Nursing was in Michele’s blood, but God had a different idea for how he would ask her to serve as a Catholic, a nurse, and a wife.
Jeff finished a degree in religious education and the couple moved back to their small hometown of Medford in rural northern Wisconsin. They had three children, started a marriage preparation program at their parish, and relished working together in church ministry — until one hot summer day in July 2011.
While Michele was at work, her husband had an accident at home, the details of which were never fully known. He suffered a severe brain injury.
Michele had no idea when she left home that morning that she and her husband would never again share the same house. Through ups and downs, advances and setbacks, the remaining 11 years of their marriage were what she described as a long wait between two losses.
“The worst grieving,” she said, “is grieving the loss of someone who’s still alive. I was still his wife.” But the role of wife and partner had changed to that of wife and caregiver.
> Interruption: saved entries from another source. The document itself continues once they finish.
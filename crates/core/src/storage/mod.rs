mod error;
mod http_mapping;
mod traits;

pub use error::{RepositoryError, Result};
pub use http_mapping::repository_error_to_status_code;
pub use traits::{HeroRepository, HeroStream};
With support from their three children, her local priest and parish community, and leaning heavily on her faith, Michele was able to live those years with prayer, acceptance, humility, and a lot of good humor. She relied on healthy pastimes and self-care to “fill the tank you pour out from.”
Taking each day one at a time, Michele continued to work full time and make ends meet. Work also provided a broad support system for the social and spunky woman, and helped her continue honing skills to handle the challenges God was gifting her.
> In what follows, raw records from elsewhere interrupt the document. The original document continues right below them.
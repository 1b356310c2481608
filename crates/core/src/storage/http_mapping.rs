//! Pure functions for mapping repository errors to HTTP status codes.

use super::RepositoryError;

/// Maps a [`RepositoryError`] to an HTTP status code.
///
/// - `NotFound` -> 404 (Not Found)
/// - `ConnectionFailed` -> 503 (Service Unavailable)
/// - `QueryFailed` -> 500 (Internal Server Error)
/// - `Serialization` -> 500 (Internal Server Error)
///
/// # Examples
///
/// ```
/// use heroes_core::storage::{RepositoryError, repository_error_to_status_code};
///
/// let error = RepositoryError::hero_not_found("abc-123");
/// assert_eq!(repository_error_to_status_code(&error), 404);
/// ```
pub fn repository_error_to_status_code(error: &RepositoryError) -> u16 {
    match error {
        RepositoryError::NotFound { .. } => 404,
        RepositoryError::ConnectionFailed(_) => 503,
        RepositoryError::QueryFailed(_) => 500,
        RepositoryError::Serialization(_) => 500,
    }
}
“You have to be willing to accept help when you need it,” Michele shared. “You have to lose your pride and humble yourself to say yes when help is offered.”
The self-described “giver by nature” realized that in her time of need, others were experiencing the familiar gift of joy in giving.
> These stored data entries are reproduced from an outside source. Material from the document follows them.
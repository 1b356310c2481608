use super::error::HeroError;
use super::requests::HeroRequest;

pub const NAME_MIN_LEN: usize = 2;
pub const NAME_MAX_LEN: usize = 256;
pub const UNIVERSE_MIN_LEN: usize = 2;
pub const UNIVERSE_MAX_LEN: usize = 128;

/// Validates a hero request before it reaches storage.
///
/// Rules are checked in field order and the first violation is returned.
/// Lengths are counted in characters, not bytes.
pub fn validate_hero_request(request: &HeroRequest) -> Result<(), HeroError> {
    if request.name.trim().is_empty() {
        return Err(HeroError::BlankName);
    }
    let len = request.name.chars().count();
    if !(NAME_MIN_LEN..=NAME_MAX_LEN).contains(&len) {
        return Err(HeroError::NameLength { len });
    }

    if request.universe.trim().is_empty() {
        return Err(HeroError::BlankUniverse);
    }
    let len = request.universe.chars().count();
    if !(UNIVERSE_MIN_LEN..=UNIVERSE_MAX_LEN).contains(&len) {
        return Err(HeroError::UniverseLength { len });
    }

    if request.films < 0 {
        return Err(HeroError::NegativeFilms(request.films));
    }

    Ok(())
}
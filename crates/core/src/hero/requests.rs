//! Request payloads for hero operations.

use serde::{Deserialize, Serialize};

use super::error::HeroError;
use super::operations::validate_hero_request;
use super::types::Hero;

/// Request payload for creating, force-creating or updating a hero.
///
/// Carries every field of [`Hero`] except the identifier, which comes either
/// from the service (create) or from the request path (force-create, update).
#[derive(Debug, Clone, PartialEq, Eq, Serialize, Deserialize)]
pub struct HeroRequest {
    pub name: String,
    pub universe: String,
    pub films: i32,
}

impl HeroRequest {
    pub fn new(name: impl Into<String>, universe: impl Into<String>, films: i32) -> Self {
        Self {
            name: name.into(),
            universe: universe.into(),
            films,
        }
    }

    /// Checks the request against the hero field constraints.
    pub fn validate(&self) -> Result<(), HeroError> {
        validate_hero_request(self)
    }

    /// Builds the full record stored under `id`.
    ///
    /// Every non-key field is taken from the request, so writing the result
    /// replaces whatever was stored before.
    pub fn into_hero(self, id: impl Into<String>) -> Hero {
        Hero {
            id: id.into(),
            name: self.name,
            universe: self.universe,
            films: self.films,
        }
    }
}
“It’s okay to not always be strong, and to fall apart every once in a while," she added.

Day by day
She admitted looking back now and wondering how she made it through some days.
“You don’t know how strong you are until being strong is the only thing you can be,” she quoted an adage she’d heard.
She admitted asking God “why” countless times, but then embracing the reality of the present moment, rooting herself in the experiential understanding that “God was still worthy of my trust."
“You have to live day by day, sometimes moment by moment.”
Michele acknowledged that when Jeff died in April 2022, she felt a certain sense of relief. By that time, she had learned to quit asking “why” because it wasn’t helpful for her or her relationship with God. She said she believed God could hold both her anger and faith together; she found renewed serenity depending solely on Christ for her joy.
“You put intentional time in to work on a marriage relationship … but our only joy is going to be in Christ — it is not dependent on another person.”
In recent years she has gotten even more committed at her parish, become involved with her community’s disability board, and an organization her husband worked with for years before his tragic accident. She is grateful for her priest-spiritual director and continues discerning where God is leading her. The answer she consistently receives is to share the “good news” by how she lives -- to be grateful and joyful.
She doesn’t deny feeling tempted to dwell on all she’s lost but works to continue choosing a focus on the blessings over the burdens. “You can’t go around the difficulties,” she shared in our interview. “You have to go through them.”
Writer’s note: This story first appeared in the Diocese of Superior’s Catholic Herald in 2022 when Michele Armbrust was awarded the annual Pax Christi Award from the diocesan Council of Catholic Women. It has been adapted with permission for Aleteia.